Harare - Zimbabweans stayed at home on Wednesday while foreign banks and most businesses in the capital shut down operations in one of the biggest - and peaceful - stay-away actions in nearly a decade.

The national stay-away day, fronted by social-media movement #ThisFlag, followed violent clashes between taxi drivers and police on Monday that led to the arrest of 95 people. It also coincides with a strike by doctors, teachers and nurses over delayed salaries.

The southern African nation has been gripped by a devastating drought, adding to the problems of high unemployment and an acute shortage of cash that has angered its citizens.

#ThisFlag was started in April by 39-year-old Zimbabwean pastor Evan Mawarire to protest against the government "for allowing corruption, injustice and poverty."

The campaign has attracted thousands of followers, who have been speaking out against government excesses. Tuesday's stay-away was organised via Twitter, Facebook and WhatsApp.

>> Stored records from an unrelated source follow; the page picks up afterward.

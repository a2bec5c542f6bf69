use std::sync::Arc;

use super::{EventBuffer, Transaction};
use crate::correlation::CorrelationId;
use crate::errors::StorageError;
use crate::messaging::{EventPublisher, PublishOutcome};

/// What happened to the events released after a commit.
#[derive(Debug, Clone, Default, PartialEq)]
pub struct DispatchReport {
    pub outcomes: Vec<PublishOutcome>,
}

impl DispatchReport {
    pub fn released(&self) -> usize {
        self.outcomes.len()
    }

    pub fn delivered(&self) -> usize {
        self.outcomes.iter().filter(|o| o.is_delivered()).count()
    }
}

#[derive(Clone)]
pub struct DispatchCoordinator {
    publisher: Arc<dyn EventPublisher>,
}

impl DispatchCoordinator {
    pub fn new(publisher: Arc<dyn EventPublisher>) -> Self {
        Self { publisher }
    }

    pub fn buffer(&self, correlation_id: CorrelationId) -> EventBuffer {
        EventBuffer::new(correlation_id)
    }

    /// Commit `tx`, then publish the buffered events in the order they were
    /// recorded. A failed commit discards the buffer and returns the error.
    ///
    /// Publication trouble is reported in the `DispatchReport`, never as an
    /// error.
    pub async fn commit<T: Transaction>(
        &self,
        tx: T,
        buffer: EventBuffer,
    ) -> Result<DispatchReport, StorageError> {
        let correlation_id = buffer.correlation_id();

        if let Err(e) = tx.commit().await {
            tracing::debug!(
                correlation_id = %correlation_id,
                discarded = buffer.len(),
                error = %e,
                "Commit failed, discarding buffered events"
            );
            return Err(e);
        }

        let events = buffer.into_events();
        let mut report = DispatchReport {
            outcomes: Vec::with_capacity(events.len()),
        };
        for event in &events {
            report.outcomes.push(self.publisher.publish(event).await);
        }

        tracing::debug!(
            correlation_id = %correlation_id,
            released = report.released(),
            delivered = report.delivered(),
            "Released events after commit"
        );
        Ok(report)
    }

    /// Roll back `tx` and drop the buffered events unpublished.
    pub async fn rollback<T: Transaction>(
        &self,
        tx: T,
        buffer: EventBuffer,
    ) -> Result<(), StorageError> {
        tracing::debug!(
            correlation_id = %buffer.correlation_id(),
            discarded = buffer.len(),
            "Rolling back, discarding buffered events"
        );
        drop(buffer);
        tx.rollback().await
    }
}

#[cfg(test)]
mod tests {
    use super::*;
    use crate::events::{DomainEvent, EventType};
    use crate::messaging::PublisherMode;
    use async_trait::async_trait;
    use parking_lot::Mutex;
    use serde_json::json;
    use uuid::Uuid;

    /// Appends to the same log as `FakeTx`, so tests see commit/publish order.
    struct RecordingPublisher {
        log: Arc<Mutex<Vec<String>>>,
    }

    #[async_trait]
    impl EventPublisher for RecordingPublisher {
        async fn publish(&self, event: &DomainEvent) -> PublishOutcome {
            self.log.lock().push(format!("publish:{}", event.event_type()));
            PublishOutcome::Delivered
        }

        fn mode(&self) -> PublisherMode {
            PublisherMode::InProcess
        }
    }

    struct FakeTx {
        log: Arc<Mutex<Vec<String>>>,
        fail_commit: bool,
    }

    #[async_trait]
    impl Transaction for FakeTx {
        async fn commit(self) -> Result<(), StorageError> {
            if self.fail_commit {
                return Err(StorageError::Unavailable("connection reset".into()));
            }
            self.log.lock().push("commit".into());
            Ok(())
        }

        async fn rollback(self) -> Result<(), StorageError> {
            self.log.lock().push("rollback".into());
            Ok(())
        }
    }

    fn setup() -> (DispatchCoordinator, Arc<Mutex<Vec<String>>>) {
        let log = Arc::new(Mutex::new(Vec::new()));
        let coordinator = DispatchCoordinator::new(Arc::new(RecordingPublisher { log: log.clone() }));
        (coordinator, log)
    }

    fn filled_buffer(coordinator: &DispatchCoordinator) -> EventBuffer {
        let mut buffer = coordinator.buffer(CorrelationId::new());
        let order_id = Uuid::new_v4();
        buffer.record_body(EventType::OrderCreated, order_id, &json!({})).unwrap();
        buffer.record_body(EventType::OrderPaid, order_id, &json!({})).unwrap();
        buffer
    }

    #[tokio::test]
    async fn test_events_released_only_after_commit_in_order() {
        let (coordinator, log) = setup();
        let buffer = filled_buffer(&coordinator);
        let tx = FakeTx { log: log.clone(), fail_commit: false };

        let report = coordinator.commit(tx, buffer).await.unwrap();

        assert_eq!(report.released(), 2);
        assert_eq!(report.delivered(), 2);
        assert_eq!(
            *log.lock(),
            vec!["commit", "publish:OrderCreated", "publish:OrderPaid"]
        );
    }

    #[tokio::test]
    async fn test_rollback_publishes_nothing() {
        let (coordinator, log) = setup();
        let buffer = filled_buffer(&coordinator);
        let tx = FakeTx { log: log.clone(), fail_commit: false };

        coordinator.rollback(tx, buffer).await.unwrap();

        assert_eq!(*log.lock(), vec!["rollback"]);
    }

    #[tokio::test]
    async fn test_failed_commit_publishes_nothing() {
        let (coordinator, log) = setup();
        let buffer = filled_buffer(&coordinator);
        let tx = FakeTx { log: log.clone(), fail_commit: true };

        let result = coordinator.commit(tx, buffer).await;

        assert!(matches!(result, Err(StorageError::Unavailable(_))));
        assert!(log.lock().is_empty());
    }
}
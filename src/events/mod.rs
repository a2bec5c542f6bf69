// ============================================================================
// Events - the immutable facts handed from the order core to the broker
// ============================================================================

mod attempt;
mod event;

pub use attempt::PublicationAttempt;
pub use event::{
    all_topics, deserialize_event, serialize_event, DomainEvent, EventType, DEAD_LETTER_TOPIC,
};
use async_trait::async_trait;
use parking_lot::RwLock;
use std::sync::Arc;

use super::{EventPublisher, PublishOutcome, PublisherMode};
use crate::events::DomainEvent;

/// Receives events from the in-process publisher.
#[async_trait]
pub trait EventHandler: Send + Sync {
    fn name(&self) -> &str;

    async fn handle(&self, event: &DomainEvent) -> anyhow::Result<()>;
}

/// Non-durable publisher: hands each event to every registered handler
/// before returning. Nothing is persisted, so events are lost on restart.
#[derive(Default)]
pub struct InProcessPublisher {
    handlers: RwLock<Vec<Arc<dyn EventHandler>>>,
}

impl InProcessPublisher {
    pub fn new() -> Self {
        Self::default()
    }

    pub fn subscribe(&self, handler: Arc<dyn EventHandler>) {
        tracing::info!(handler = %handler.name(), "Registered in-process event handler");
        self.handlers.write().push(handler);
    }
}

#[async_trait]
impl EventPublisher for InProcessPublisher {
    async fn publish(&self, event: &DomainEvent) -> PublishOutcome {
        let handlers = self.handlers.read().clone();
        let mut succeeded = 0;

        for handler in &handlers {
            match handler.handle(event).await {
                Ok(()) => succeeded += 1,
                Err(e) => {
                    tracing::warn!(
                        handler = %handler.name(),
                        event_id = %event.event_id(),
                        correlation_id = %event.correlation_id(),
                        error = %e,
                        "In-process handler failed"
                    );
                }
            }
        }

        tracing::debug!(
            event_id = %event.event_id(),
            event_type = %event.event_type(),
            correlation_id = %event.correlation_id(),
            handlers = succeeded,
            "Dispatched event in-process"
        );
        PublishOutcome::Dispatched { handlers: succeeded }
    }

    fn mode(&self) -> PublisherMode {
        PublisherMode::InProcess
    }
}
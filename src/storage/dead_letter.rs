use async_trait::async_trait;
use chrono::{DateTime, Utc};
use parking_lot::Mutex;
use scylla::client::session::Session;
use serde::{Deserialize, Serialize};
use std::collections::HashMap;
use std::fmt;
use std::sync::Arc;
use uuid::Uuid;

use crate::events::DomainEvent;

// ============================================================================
// Dead Letter Storage
// ============================================================================
//
// Events that exhausted re-publication or consumer redelivery end up here for
// manual inspection. Records are append-only.
//
// ============================================================================

/// Which side of the broker gave up on the event.
#[derive(Debug, Clone, Copy, PartialEq, Eq, Serialize, Deserialize)]
pub enum DeadLetterOrigin {
    Publisher,
    Consumer,
}

impl DeadLetterOrigin {
    pub fn as_str(&self) -> &'static str {
        match self {
            DeadLetterOrigin::Publisher => "publisher",
            DeadLetterOrigin::Consumer => "consumer",
        }
    }

    fn parse(value: &str) -> Self {
        match value {
            "consumer" => DeadLetterOrigin::Consumer,
            _ => DeadLetterOrigin::Publisher,
        }
    }
}

impl fmt::Display for DeadLetterOrigin {
    fn fmt(&self, f: &mut fmt::Formatter<'_>) -> fmt::Result {
        f.write_str(self.as_str())
    }
}

#[derive(Debug, Clone, PartialEq, Serialize, Deserialize)]
pub struct DeadLetterRecord {
    pub id: Uuid,
    /// Nil when the payload could not be decoded into an event.
    pub event_id: Uuid,
    pub aggregate_id: Uuid,
    pub event_type: String,
    pub payload: String,
    pub error_message: String,
    pub failure_count: i32,
    pub first_failed_at: DateTime<Utc>,
    pub last_failed_at: DateTime<Utc>,
    pub origin: DeadLetterOrigin,
}

impl DeadLetterRecord {
    pub fn from_event(
        event: &DomainEvent,
        error_message: impl Into<String>,
        failure_count: u32,
        first_failed_at: DateTime<Utc>,
        origin: DeadLetterOrigin,
    ) -> Self {
        Self {
            id: Uuid::new_v4(),
            event_id: event.event_id(),
            aggregate_id: event.aggregate_id(),
            event_type: event.event_type().as_str().to_string(),
            payload: event.payload().to_string(),
            error_message: error_message.into(),
            failure_count: i32::try_from(failure_count).unwrap_or(i32::MAX),
            first_failed_at,
            last_failed_at: Utc::now(),
            origin,
        }
    }

    /// Record for bytes that never decoded into a DomainEvent.
    pub fn undecodable(topic: &str, payload: &[u8], error_message: impl Into<String>) -> Self {
        let now = Utc::now();
        Self {
            id: Uuid::new_v4(),
            event_id: Uuid::nil(),
            aggregate_id: Uuid::nil(),
            event_type: format!("undecodable:{}", topic),
            payload: String::from_utf8_lossy(payload).into_owned(),
            error_message: error_message.into(),
            failure_count: 1,
            first_failed_at: now,
            last_failed_at: now,
            origin: DeadLetterOrigin::Consumer,
        }
    }
}

#[derive(Debug, Clone, Default, PartialEq, Serialize)]
pub struct DlqStats {
    pub total_messages: i64,
    pub by_event_type: HashMap<String, i64>,
}

/// Write side of the dead-letter path.
#[async_trait]
pub trait DeadLetterSink: Send + Sync {
    async fn dead_letter(&self, record: DeadLetterRecord) -> anyhow::Result<()>;
}

/// Dead-letter storage that can also be inspected.
#[async_trait]
pub trait DeadLetterStore: DeadLetterSink {
    async fn list(&self, limit: usize) -> anyhow::Result<Vec<DeadLetterRecord>>;
    async fn stats(&self) -> anyhow::Result<DlqStats>;
}

#[derive(Default)]
pub struct InMemoryDeadLetterStore {
    records: Mutex<Vec<DeadLetterRecord>>,
}

impl InMemoryDeadLetterStore {
    pub fn new() -> Self {
        Self::default()
    }

    pub fn records(&self) -> Vec<DeadLetterRecord> {
        self.records.lock().clone()
    }
}

#[async_trait]
impl DeadLetterSink for InMemoryDeadLetterStore {
    async fn dead_letter(&self, record: DeadLetterRecord) -> anyhow::Result<()> {
        self.records.lock().push(record);
        Ok(())
    }
}

#[async_trait]
impl DeadLetterStore for InMemoryDeadLetterStore {
    async fn list(&self, limit: usize) -> anyhow::Result<Vec<DeadLetterRecord>> {
        Ok(self.records.lock().iter().take(limit).cloned().collect())
    }

    async fn stats(&self) -> anyhow::Result<DlqStats> {
        let records = self.records.lock();
        let mut by_event_type = HashMap::new();
        for record in records.iter() {
            *by_event_type.entry(record.event_type.clone()).or_insert(0) += 1;
        }
        Ok(DlqStats {
            total_messages: records.len() as i64,
            by_event_type,
        })
    }
}

/// ScyllaDB-backed store, table `dead_letter_queue`.
pub struct ScyllaDeadLetterStore {
    session: Arc<Session>,
}

impl ScyllaDeadLetterStore {
    pub fn new(session: Arc<Session>) -> Self {
        Self { session }
    }
}

type DeadLetterRow = (
    Uuid,
    Uuid,
    Uuid,
    String,
    String,
    String,
    i32,
    DateTime<Utc>,
    DateTime<Utc>,
    String,
);

#[async_trait]
impl DeadLetterSink for ScyllaDeadLetterStore {
    async fn dead_letter(&self, record: DeadLetterRecord) -> anyhow::Result<()> {
        self.session
            .query_unpaged(
                "INSERT INTO dead_letter_queue (
                    id, event_id, aggregate_id, event_type, payload,
                    error_message, failure_count, first_failed_at,
                    last_failed_at, origin, created_at
                ) VALUES (?, ?, ?, ?, ?, ?, ?, ?, ?, ?, ?)",
                (
                    record.id,
                    record.event_id,
                    record.aggregate_id,
                    &record.event_type,
                    &record.payload,
                    &record.error_message,
                    record.failure_count,
                    record.first_failed_at,
                    record.last_failed_at,
                    record.origin.as_str(),
                    Utc::now(),
                ),
            )
            .await?;

        tracing::info!(
            dlq_id = %record.id,
            event_id = %record.event_id,
            "Message successfully stored in DLQ"
        );
        Ok(())
    }
}

#[async_trait]
impl DeadLetterStore for ScyllaDeadLetterStore {
    async fn list(&self, limit: usize) -> anyhow::Result<Vec<DeadLetterRecord>> {
        let limit = i32::try_from(limit).unwrap_or(i32::MAX);
        let result = self
            .session
            .query_unpaged(
                "SELECT id, event_id, aggregate_id, event_type, payload, error_message,
                        failure_count, first_failed_at, last_failed_at, origin
                 FROM dead_letter_queue
                 LIMIT ?",
                (limit,),
            )
            .await?;

        let rows_result = result.into_rows_result()?;
        let mut records = Vec::new();
        for row in rows_result.rows::<DeadLetterRow>()? {
            let (
                id,
                event_id,
                aggregate_id,
                event_type,
                payload,
                error_message,
                failure_count,
                first_failed_at,
                last_failed_at,
                origin,
            ) = row?;

            records.push(DeadLetterRecord {
                id,
                event_id,
                aggregate_id,
                event_type,
                payload,
                error_message,
                failure_count,
                first_failed_at,
                last_failed_at,
                origin: DeadLetterOrigin::parse(&origin),
            });
        }

        Ok(records)
    }

    async fn stats(&self) -> anyhow::Result<DlqStats> {
        let result = self
            .session
            .query_unpaged("SELECT event_type FROM dead_letter_queue", &[])
            .await?;

        let rows_result = result.into_rows_result()?;
        let mut stats = DlqStats::default();
        for row in rows_result.rows::<(String,)>()? {
            let (event_type,) = row?;
            stats.total_messages += 1;
            *stats.by_event_type.entry(event_type).or_insert(0) += 1;
        }

        Ok(stats)
    }
}
use async_trait::async_trait;
use std::sync::Arc;

use crate::errors::BrokerError;
use crate::events::DEAD_LETTER_TOPIC;
use crate::storage::{DeadLetterRecord, DeadLetterSink};

// ============================================================================
// Broker Interfaces
// ============================================================================
//
// The broker is an external collaborator. This core only needs:
// - send(topic, partition_key, payload) -> ack or failure
// - a subscription yielding (payload, partition, offset) per consumer group,
//   with explicit ack (advance) and nack (redeliver)
//
// ============================================================================

#[async_trait]
pub trait BrokerProducer: Send + Sync {
    /// Returns once the broker acknowledged the record.
    async fn send(&self, topic: &str, partition_key: &str, payload: &[u8]) -> Result<(), BrokerError>;
}

/// One record handed to a consumer group.
#[derive(Debug, Clone, PartialEq)]
pub struct Delivery {
    pub topic: String,
    pub partition: i32,
    pub offset: i64,
    pub key: Option<String>,
    pub payload: Vec<u8>,
}

#[async_trait]
pub trait DeliverySource: Send {
    /// Next record, or `None` when nothing is ready right now.
    async fn poll(&mut self) -> Result<Option<Delivery>, BrokerError>;

    /// Mark the record consumed; it will not be delivered to this group again.
    async fn ack(&mut self, delivery: &Delivery) -> Result<(), BrokerError>;

    /// Reject the record; the broker redelivers it.
    async fn nack(&mut self, delivery: &Delivery) -> Result<(), BrokerError>;
}

/// Dead-letter sink that forwards records to the dead-letter topic.
pub struct BrokerDeadLetterSink {
    producer: Arc<dyn BrokerProducer>,
}

impl BrokerDeadLetterSink {
    pub fn new(producer: Arc<dyn BrokerProducer>) -> Self {
        Self { producer }
    }
}

#[async_trait]
impl DeadLetterSink for BrokerDeadLetterSink {
    async fn dead_letter(&self, record: DeadLetterRecord) -> anyhow::Result<()> {
        let payload = serde_json::to_vec(&record)?;
        self.producer
            .send(DEAD_LETTER_TOPIC, &record.aggregate_id.to_string(), &payload)
            .await?;

        tracing::warn!(
            event_id = %record.event_id,
            topic = DEAD_LETTER_TOPIC,
            "Forwarded event to dead-letter topic"
        );
        Ok(())
    }
}

/// Writes every record to each of its sinks.
///
/// Succeeds once at least one sink accepted the record; fails only when all
/// of them did. Callers treat success as "the record is stored somewhere",
/// so a partial failure must not make them write it again.
pub struct FanOutDeadLetterSink {
    sinks: Vec<Arc<dyn DeadLetterSink>>,
}

impl FanOutDeadLetterSink {
    pub fn new(sinks: Vec<Arc<dyn DeadLetterSink>>) -> Self {
        Self { sinks }
    }
}

#[async_trait]
impl DeadLetterSink for FanOutDeadLetterSink {
    async fn dead_letter(&self, record: DeadLetterRecord) -> anyhow::Result<()> {
        let mut accepted = 0;
        let mut last_error = None;
        for sink in &self.sinks {
            match sink.dead_letter(record.clone()).await {
                Ok(()) => accepted += 1,
                Err(e) => {
                    tracing::error!(event_id = %record.event_id, error = %e, "Dead-letter sink failed");
                    last_error = Some(e);
                }
            }
        }

        match last_error {
            Some(e) if accepted == 0 => Err(e.context("no dead-letter sink accepted the record")),
            Some(_) => {
                tracing::warn!(
                    event_id = %record.event_id,
                    accepted = accepted,
                    sinks = self.sinks.len(),
                    "Dead-letter record stored by only some sinks"
                );
                Ok(())
            }
            None => Ok(()),
        }
    }
}

#[cfg(test)]
mod tests {
    use super::*;
    use crate::messaging::InMemoryBroker;
    use crate::storage::{DeadLetterOrigin, InMemoryDeadLetterStore};
    use chrono::Utc;
    use uuid::Uuid;

    #[tokio::test]
    async fn test_dead_letter_topic_receives_record() {
        let broker = InMemoryBroker::new(3);
        let sink = BrokerDeadLetterSink::new(Arc::new(broker.clone()));
        let record = DeadLetterRecord::undecodable("order.created", b"{", "eof");

        sink.dead_letter(record.clone()).await.unwrap();

        let stored = broker.payloads(DEAD_LETTER_TOPIC);
        assert_eq!(stored.len(), 1);
        let decoded: DeadLetterRecord = serde_json::from_slice(&stored[0]).unwrap();
        assert_eq!(decoded, record);
    }

    #[tokio::test]
    async fn test_fan_out_succeeds_when_any_sink_accepts() {
        let broker = InMemoryBroker::new(1);
        broker.set_available(false);
        let store = Arc::new(InMemoryDeadLetterStore::new());
        let sink = FanOutDeadLetterSink::new(vec![
            Arc::new(BrokerDeadLetterSink::new(Arc::new(broker))),
            store.clone(),
        ]);

        let record = DeadLetterRecord {
            id: Uuid::new_v4(),
            event_id: Uuid::now_v7(),
            aggregate_id: Uuid::new_v4(),
            event_type: "OrderPaid".into(),
            payload: "{}".into(),
            error_message: "side effect failed".into(),
            failure_count: 5,
            first_failed_at: Utc::now(),
            last_failed_at: Utc::now(),
            origin: DeadLetterOrigin::Consumer,
        };

        assert!(sink.dead_letter(record).await.is_ok());
        assert_eq!(store.records().len(), 1);
    }

    #[tokio::test]
    async fn test_fan_out_fails_only_when_no_sink_accepts() {
        let broker = InMemoryBroker::new(1);
        broker.set_available(false);
        let sink = FanOutDeadLetterSink::new(vec![Arc::new(BrokerDeadLetterSink::new(Arc::new(broker)))]);

        let record = DeadLetterRecord::undecodable("order.paid", b"??", "expected value");

        assert!(sink.dead_letter(record).await.is_err());
    }
}
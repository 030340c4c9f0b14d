use serde::{Deserialize, Serialize};

use crate::{Band, BandMap, BroadBandMap, JlptLevel, JlptLevelMap, Token};

#[derive(Debug, Serialize, Deserialize, Clone, PartialEq, schemars::JsonSchema)]
pub struct MatchedPattern {
    pub pattern: String,
    pub level: JlptLevel,
    #[serde(default)]
    pub definition: String,
    /// The substring that was found in the text.
    pub matched_text: String,
}

#[derive(Debug, Serialize, Deserialize, Clone, PartialEq, schemars::JsonSchema)]
pub struct GrammarProfile {
    pub total_matches: usize,
    pub counts_by_level: JlptLevelMap<usize>,
    pub matched_patterns: Vec<MatchedPattern>,
    /// Formatted as `pattern (level)`.
    #[serde(default, skip_serializing_if = "Option::is_none")]
    pub hardest_pattern: Option<String>,
    #[serde(default)]
    pub unrecognized_patterns: Vec<String>,
}

impl GrammarProfile {
    pub fn hardest_level(&self) -> Option<JlptLevel> {
        JlptLevel::hardest_first().find(|level| *self.counts_by_level.get(level) > 0)
    }
}

#[derive(Debug, Serialize, Deserialize, Clone, PartialEq, schemars::JsonSchema)]
pub struct DifficultySummary {
    pub vocab_level: JlptLevel,
    pub vocab_hardest: Vec<String>,
    pub grammar_level: JlptLevel,
    pub grammar_hardest: Vec<String>,
    pub overall_level: JlptLevel,
}

#[derive(Debug, Serialize, Deserialize, Clone, PartialEq, schemars::JsonSchema)]
pub struct LexicalProfile {
    pub total_tokens: usize,
    /// Distinct lemmas.
    pub unique_tokens: usize,
    pub content_word_count: usize,
    pub function_word_count: usize,
    pub proper_noun_count: usize,
    /// Fractions over content words that are not proper nouns. Either sums to 1
    /// or is all zero when there are no such words.
    pub band_fractions: BroadBandMap<f64>,
    /// Known content words over content words, proper nouns excluded from both.
    pub coverage: f64,
    pub tokens: Vec<Token>,
    pub unknown_words: Vec<String>,
    pub grammar_tokens: Vec<String>,
    #[serde(default, skip_serializing_if = "Option::is_none")]
    pub grammar: Option<GrammarProfile>,
    #[serde(default, skip_serializing_if = "Option::is_none")]
    pub difficulty_summary: Option<DifficultySummary>,
}

impl LexicalProfile {
    pub fn empty() -> Self {
        Self {
            total_tokens: 0,
            unique_tokens: 0,
            content_word_count: 0,
            function_word_count: 0,
            proper_noun_count: 0,
            band_fractions: BroadBandMap::default(),
            coverage: 0.0,
            tokens: Vec::new(),
            unknown_words: Vec::new(),
            grammar_tokens: Vec::new(),
            grammar: None,
            difficulty_summary: None,
        }
    }

    /// Distribution over the known bands only, the shape stored on practice items.
    /// Falls back to a near-uniform split when nothing is known.
    pub fn known_band_distribution(&self) -> BandMap<f64> {
        let known: f64 = Band::ALL
            .iter()
            .map(|band| self.band_fraction(*band))
            .sum();
        if known <= 0.0 {
            return BandMap {
                beginner: 0.33,
                intermediate: 0.34,
                advanced: 0.33,
            };
        }
        BandMap::from_fn(|band| self.band_fraction(band) / known)
    }

    pub fn band_fraction(&self, band: Band) -> f64 {
        match band {
            Band::Beginner => self.band_fractions.beginner,
            Band::Intermediate => self.band_fractions.intermediate,
            Band::Advanced => self.band_fractions.advanced,
        }
    }
}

"We have got to a point now where everyone is saying enough is enough. The response has been outstanding...this is what we all needed, something that we can all do together," Mawarire said when asked about the success of the stay-away.

In the volatile township of Mufakose, to the west of Harare, hundreds of youths barricaded roads to stop people from going to work. The police arrested a dozen people.

Local units of Barclays and Standard Chartered shut their branches in central Harare while clothing retailers Edgars Stores and Truworths also closed stores.